--- Input material ---

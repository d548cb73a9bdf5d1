//! Scene database domain model

pub mod entity;
pub mod scene;

pub use entity::*;
pub use scene::*;
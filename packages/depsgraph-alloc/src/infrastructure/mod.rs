//! Allocator implementations

pub mod guarded;

pub use guarded::GuardedAllocator;
//! Run operation payloads in schedule order

use tracing::{debug, trace};

use crate::errors::{DepsgraphError, Result};
use crate::features::eval::flush::{clear_update_flags, flush_updates, FlushStats};
use crate::features::node_registry::{EvalContext, Graph};
use crate::features::schedule::Schedule;
use crate::pipeline::Depsgraph;

/// Counters of one evaluation
#[derive(Debug, Clone, Copy, Default, PartialEq, Eq)]
pub struct EvalStats {
    pub flush: FlushStats,
    /// Operations that were due and had a payload
    pub evaluated: usize,
    /// Operations that were due but carry no payload
    pub without_payload: usize,
}

pub struct Evaluator;

impl Evaluator {
    /// Flush pending tags and evaluate the depsgraph at `frame`
    ///
    /// Fails when the graph needs a relations update first.
    pub fn evaluate(depsgraph: &mut Depsgraph, frame: f32) -> Result<EvalStats> {
        if depsgraph.need_update() {
            return Err(DepsgraphError::RelationsOutdated);
        }
        depsgraph.set_frame(frame);
        let (graph, schedule) = depsgraph.graph_and_schedule_mut();
        Ok(Self::evaluate_graph(graph, schedule, frame))
    }

    /// Evaluate a bare graph against a precomputed schedule
    pub fn evaluate_graph(graph: &mut Graph, schedule: &Schedule, frame: f32) -> EvalStats {
        let flush = flush_updates(graph);
        let mut stats = EvalStats {
            flush,
            ..EvalStats::default()
        };

        for op in schedule.order() {
            let node = graph.operation(*op);
            if !node.needs_update() {
                continue;
            }
            match node.payload() {
                Some(payload) => {
                    let ctx = EvalContext {
                        frame,
                        entity: node.entity(),
                        operation: *op,
                    };
                    trace!(operation = %node.key, entity = ?node.entity(), "evaluate");
                    (**payload)(&ctx);
                    stats.evaluated += 1;
                }
                None => stats.without_payload += 1,
            }
        }

        clear_update_flags(graph);
        debug!(
            frame,
            evaluated = stats.evaluated,
            without_payload = stats.without_payload,
            "evaluation done"
        );
        stats
    }
}
//! Build pipelines
//!
//! Every pipeline runs the same steps:
//! 1. sanity check of the roots (recoverable errors)
//! 2. nodes: begin build, expand roots, end build
//! 3. relations
//! 4. finalize: schedule, optional consistency check, stats log
//!
//! Only what the roots are differs, so each pipeline implements
//! [`PipelineSteps`] and shares [`run`].

use tracing::debug;

use crate::config::BuildConfig;
use crate::errors::{DepsgraphError, Result};
use crate::features::node_builder::{NodeBuilder, PayloadProvider};
use crate::features::scene_db::SceneDatabase;
use crate::pipeline::Depsgraph;
use crate::shared::models::{EntityId, IdType, LinkedState};

/// Root selection of one pipeline
pub trait PipelineSteps {
    fn name(&self) -> &'static str;

    /// Validate roots; runs before anything touches the graph
    fn sanity_check(&self, db: &dyn SceneDatabase) -> Result<()>;

    fn build_nodes(&self, builder: &mut NodeBuilder<'_>) -> Result<()>;
}

/// Scene root and named view layer must exist
fn check_scene_view_layer(db: &dyn SceneDatabase, scene: EntityId, view_layer: &str) -> Result<()> {
    let scene_data = db.scene(scene).ok_or(DepsgraphError::NotAScene(scene))?;
    if scene_data.view_layer(view_layer).is_none() {
        return Err(DepsgraphError::ViewLayerNotFound {
            scene,
            name: view_layer.to_string(),
        });
    }
    Ok(())
}

/// Full rebuild of `depsgraph` with `steps`, rooted at `scene` / `view_layer`
///
/// Update tags present before the rebuild are re-applied to the new nodes.
/// On error the graph stays partially built with `need_update` set.
pub fn run(
    steps: &dyn PipelineSteps,
    db: &dyn SceneDatabase,
    payloads: Option<&dyn PayloadProvider>,
    (scene, view_layer): (EntityId, &str),
    depsgraph: &mut Depsgraph,
) -> Result<()> {
    steps.sanity_check(db)?;
    depsgraph.retarget(scene, view_layer);
    depsgraph.mark_need_update();
    debug!(pipeline = steps.name(), scene = %depsgraph.scene(), "building depsgraph");

    let stats = {
        let mut builder = NodeBuilder::new(db, depsgraph.graph_mut());
        if let Some(payloads) = payloads {
            builder = builder.with_payloads(payloads);
        }
        builder.begin_build();
        steps.build_nodes(&mut builder)?;
        builder.end_build();

        let mut relations = builder.into_relation_builder();
        relations.build_relations()?;
        relations.finish()
    };
    depsgraph.replace_stats(stats);
    depsgraph.finalize(steps.name());
    Ok(())
}

macro_rules! pipeline_common {
    ($ty:ident) => {
        impl<'a> $ty<'a> {
            /// Attach operation payloads while building
            pub fn with_payloads(mut self, payloads: &'a dyn PayloadProvider) -> Self {
                self.payloads = Some(payloads);
                self
            }

            /// Build a new depsgraph
            pub fn build(self) -> Result<Depsgraph> {
                self.config.validate()?;
                let mut depsgraph = Depsgraph::new(self.scene, self.view_layer, self.config);
                run(&self, self.db, self.payloads, (self.scene, self.view_layer), &mut depsgraph)?;
                Ok(depsgraph)
            }

            /// Rebuild an existing depsgraph in place, keeping its update tags
            ///
            /// The depsgraph takes over this pipeline's scene and view layer.
            pub fn build_into(self, depsgraph: &mut Depsgraph) -> Result<()> {
                self.config.validate()?;
                run(&self, self.db, self.payloads, (self.scene, self.view_layer), depsgraph)
            }
        }
    };
}

// ============================================================
// View layer
// ============================================================

/// Everything visible through one view layer of a scene
pub struct ViewLayerPipeline<'a> {
    db: &'a dyn SceneDatabase,
    scene: EntityId,
    view_layer: &'a str,
    config: &'a BuildConfig,
    payloads: Option<&'a dyn PayloadProvider>,
}

impl<'a> ViewLayerPipeline<'a> {
    pub fn new(db: &'a dyn SceneDatabase, scene: EntityId, view_layer: &'a str, config: &'a BuildConfig) -> Self {
        Self {
            db,
            scene,
            view_layer,
            config,
            payloads: None,
        }
    }
}

pipeline_common!(ViewLayerPipeline);

impl PipelineSteps for ViewLayerPipeline<'_> {
    fn name(&self) -> &'static str {
        "view_layer"
    }

    fn sanity_check(&self, db: &dyn SceneDatabase) -> Result<()> {
        check_scene_view_layer(db, self.scene, self.view_layer)
    }

    fn build_nodes(&self, builder: &mut NodeBuilder<'_>) -> Result<()> {
        builder.build_view_layer(self.scene, self.view_layer, LinkedState::Directly)
    }
}

// ============================================================
// Render
// ============================================================

/// Final render: scene parameters, compositor and sequencer per render
/// settings, and the scene camera
pub struct RenderPipeline<'a> {
    db: &'a dyn SceneDatabase,
    scene: EntityId,
    view_layer: &'a str,
    config: &'a BuildConfig,
    payloads: Option<&'a dyn PayloadProvider>,
}

impl<'a> RenderPipeline<'a> {
    pub fn new(db: &'a dyn SceneDatabase, scene: EntityId, view_layer: &'a str, config: &'a BuildConfig) -> Self {
        Self {
            db,
            scene,
            view_layer,
            config,
            payloads: None,
        }
    }
}

pipeline_common!(RenderPipeline);

impl PipelineSteps for RenderPipeline<'_> {
    fn name(&self) -> &'static str {
        "render"
    }

    fn sanity_check(&self, db: &dyn SceneDatabase) -> Result<()> {
        check_scene_view_layer(db, self.scene, self.view_layer)
    }

    fn build_nodes(&self, builder: &mut NodeBuilder<'_>) -> Result<()> {
        builder.build_scene_render(self.scene, self.view_layer)
    }
}

// ============================================================
// Compositor
// ============================================================

/// Render graph plus a node tree that is not (yet) the scene's compositor
pub struct CompositorPipeline<'a> {
    db: &'a dyn SceneDatabase,
    scene: EntityId,
    view_layer: &'a str,
    nodetree: EntityId,
    config: &'a BuildConfig,
    payloads: Option<&'a dyn PayloadProvider>,
}

impl<'a> CompositorPipeline<'a> {
    pub fn new(
        db: &'a dyn SceneDatabase,
        scene: EntityId,
        view_layer: &'a str,
        nodetree: EntityId,
        config: &'a BuildConfig,
    ) -> Self {
        Self {
            db,
            scene,
            view_layer,
            nodetree,
            config,
            payloads: None,
        }
    }
}

pipeline_common!(CompositorPipeline);

impl PipelineSteps for CompositorPipeline<'_> {
    fn name(&self) -> &'static str {
        "compositor"
    }

    fn sanity_check(&self, db: &dyn SceneDatabase) -> Result<()> {
        check_scene_view_layer(db, self.scene, self.view_layer)?;
        if db.id_type(self.nodetree) != Some(IdType::NodeTree) {
            return Err(DepsgraphError::NotANodeTree(self.nodetree));
        }
        Ok(())
    }

    fn build_nodes(&self, builder: &mut NodeBuilder<'_>) -> Result<()> {
        builder.build_scene_render(self.scene, self.view_layer)?;
        builder.build_nodetree(self.nodetree)
    }
}

// ============================================================
// From ids
// ============================================================

/// Only the given entities and what they depend on
pub struct FromIdsPipeline<'a> {
    db: &'a dyn SceneDatabase,
    scene: EntityId,
    view_layer: &'a str,
    ids: &'a [EntityId],
    config: &'a BuildConfig,
    payloads: Option<&'a dyn PayloadProvider>,
}

impl<'a> FromIdsPipeline<'a> {
    pub fn new(
        db: &'a dyn SceneDatabase,
        scene: EntityId,
        view_layer: &'a str,
        ids: &'a [EntityId],
        config: &'a BuildConfig,
    ) -> Self {
        Self {
            db,
            scene,
            view_layer,
            ids,
            config,
            payloads: None,
        }
    }
}

pipeline_common!(FromIdsPipeline);

impl PipelineSteps for FromIdsPipeline<'_> {
    fn name(&self) -> &'static str {
        "from_ids"
    }

    fn sanity_check(&self, db: &dyn SceneDatabase) -> Result<()> {
        check_scene_view_layer(db, self.scene, self.view_layer)
    }

    fn build_nodes(&self, builder: &mut NodeBuilder<'_>) -> Result<()> {
        builder.build_from_ids(self.scene, self.view_layer, self.ids)
    }
}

---

* Exercise brief *
Transcribe, exactly as written, all lines of the entries above from the first to the one containing "let (graph, schedule)", and no more.

* Response area *
repository d548cb73a9bdf5d1
//! Scene database domain model

pub mod entity;
pub mod scene;

pub use entity::*;
pub use scene::*;
filename packages/depsgraph-alloc/src/infrastructure/mod.rs
//! Allocator implementations

pub mod guarded;

pub use guarded::GuardedAllocator;
//! Run operation payloads in schedule order

use tracing::{debug, trace};

use crate::errors::{DepsgraphError, Result};
use crate::features::eval::flush::{clear_update_flags, flush_updates, FlushStats};
use crate::features::node_registry::{EvalContext, Graph};
use crate::features::schedule::Schedule;
use crate::pipeline::Depsgraph;

/// Counters of one evaluation
#[derive(Debug, Clone, Copy, Default, PartialEq, Eq)]
pub struct EvalStats {
    pub flush: FlushStats,
    /// Operations that were due and had a payload
    pub evaluated: usize,
    /// Operations that were due but carry no payload
    pub without_payload: usize,
}

pub struct Evaluator;

impl Evaluator {
    /// Flush pending tags and evaluate the depsgraph at `frame`
    ///
    /// Fails when the graph needs a relations update first.
    pub fn evaluate(depsgraph: &mut Depsgraph, frame: f32) -> Result<EvalStats> {
        if depsgraph.need_update() {
            return Err(DepsgraphError::RelationsOutdated);
        }
        depsgraph.set_frame(frame);
        let (graph, schedule) = depsgraph.graph_and_schedule_mut();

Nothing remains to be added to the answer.